Saturday, February 7, 2009

NLF215F considerations, Cl for different conditions

My earlier post about the NLF215F simulations with XFLR5, the related parameters for aircraft would be in the use case (one iteration of thinking):

- low altitude cruise:
* altitude = 12000 ft
* W/S = 22 lbs/sqft
* Clcruise = 0.41
* NLF215F flap in the -10 degrees position, gap seals closed

- high altitude cruise:
* altitude = 36000 ft
* W/S = 22 lbs/sqft
* Clcruise = 0.96
* NLF215F flap in the 0 degree position, gap seals closed

- extreme high altitude cruise
* some fuel burned already -> W/S reduced to 21 lbs/sqft
* altitude = 46000 ft
* W/S = 21 lbs/sqft
* Clcruise = 1.48
* NLF215F flap in the 0 degrees position, gap seals closed

- approach
* 1 slot open
* W/S = 15 lbs/sqft
* altitude = 1000 ft
* Cl = 1.1, V = 75 kts (at gross weight, W/S 22 lbs/sqft)
* Cl = 1.1, V = 65 kts (when fuel tanks nearly empty, W/S 15 lbs/sqft)
* NLF215F flap in the +10 degrees position, 1 slot open

- landing
* 2 slots open

4 comments:

Exo Cruiser said...

Very interesting. Now what is your wing area (span) at which weight to use that concept?

BTW: Here is a small Wing calculation skript. You can not enter any airfoil to it, but it gives some preliminary estimates for some ?average? shape.

http://www.aa.washington.edu/courses/aa101/WebTools/Wing-Area.shtml

Unknown said...

The specifications vary between iterations. During this round of iteration, I used Wg = 880 kg, Cr = 1 m, Ct = 0.5 m, AR = 14, S = 8 m2, B = 10 m, Vs = 54 kts, W/S = 22 lbs /sqft.

Everything is calculated with my own program, it calculates a whole lot of more than the simple web page you gave the link.

Exo Cruiser said...

Ok let's do some checking with the script.

http://www.aa.washington.edu/courses/aa101/WebTools/Wing-Area.shtml

W = 880 kg = 1940 lbs
Airport Altitude = 0 (SL)
Landing Speed = 54 kts = 100 km/h = 62 mph

Then I choose maximum high lift devices (best possible wing in that concept) and I should maybe get near 8 m^2 wing area.

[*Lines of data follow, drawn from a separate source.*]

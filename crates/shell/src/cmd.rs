//! `cmd.exe` argument escaping

/// Escape one argument for `cmd.exe`.
///
/// Arguments containing whitespace or any of `&<>|^"` are wrapped in
/// double quotes, with embedded double quotes doubled. CMD has no literal
/// quoting construct, so this covers the metacharacters it word-splits or
/// interprets inside an unquoted token.
#[must_use]
pub fn escape(s: &str) -> String {
    if s.is_empty() {
        return "\"\"".to_string();
    }

    if !needs_quoting(s) {
        return s.to_string();
    }

    format!("\"{}\"", s.replace('"', "\"\""))
}

fn needs_quoting(s: &str) -> bool {
    s.chars()
        .any(|c| c.is_whitespace() || matches!(c, '&' | '<' | '>' | '|' | '^' | '"'))
}

#[cfg(test)]
mod tests {
    use super::*;

    #[test]
    fn test_escape_passthrough() {
        assert_eq!(escape("hello"), "hello");
        assert_eq!(escape("--limit=30"), "--limit=30");
        assert_eq!(escape("C:/Users/dev"), "C:/Users/dev");
    }

    #[test]
    fn test_escape_quoting() {
        assert_eq!(escape(""), "\"\"");
        assert_eq!(escape("hello world"), "\"hello world\"");
        assert_eq!(escape("a&b"), "\"a&b\"");
        assert_eq!(escape("a|b"), "\"a|b\"");
        assert_eq!(escape("a>b<c"), "\"a>b<c\"");
        assert_eq!(escape("a^b"), "\"a^b\"");
        assert_eq!(escape("say \"hi\""), "\"say \"\"hi\"\"\"");
        assert_eq!(escape("tab\there"), "\"tab\there\"");
    }
}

And it prints out that the wing area should be minimium:

S = 142 ft^2 = 13.2 m^2

That is 65% more than 8 m^2.

How do you estimate the wing-fuselage maximum lift CLmax?

Exo Cruiser said...

Additional to that:

AR = b^2/S

b=10
S=8

AR = b^2/S = 12.5

You are using 14..

W=1940
Su=86.1
loading=W/Su=22.5

You are using 22, which is about the same.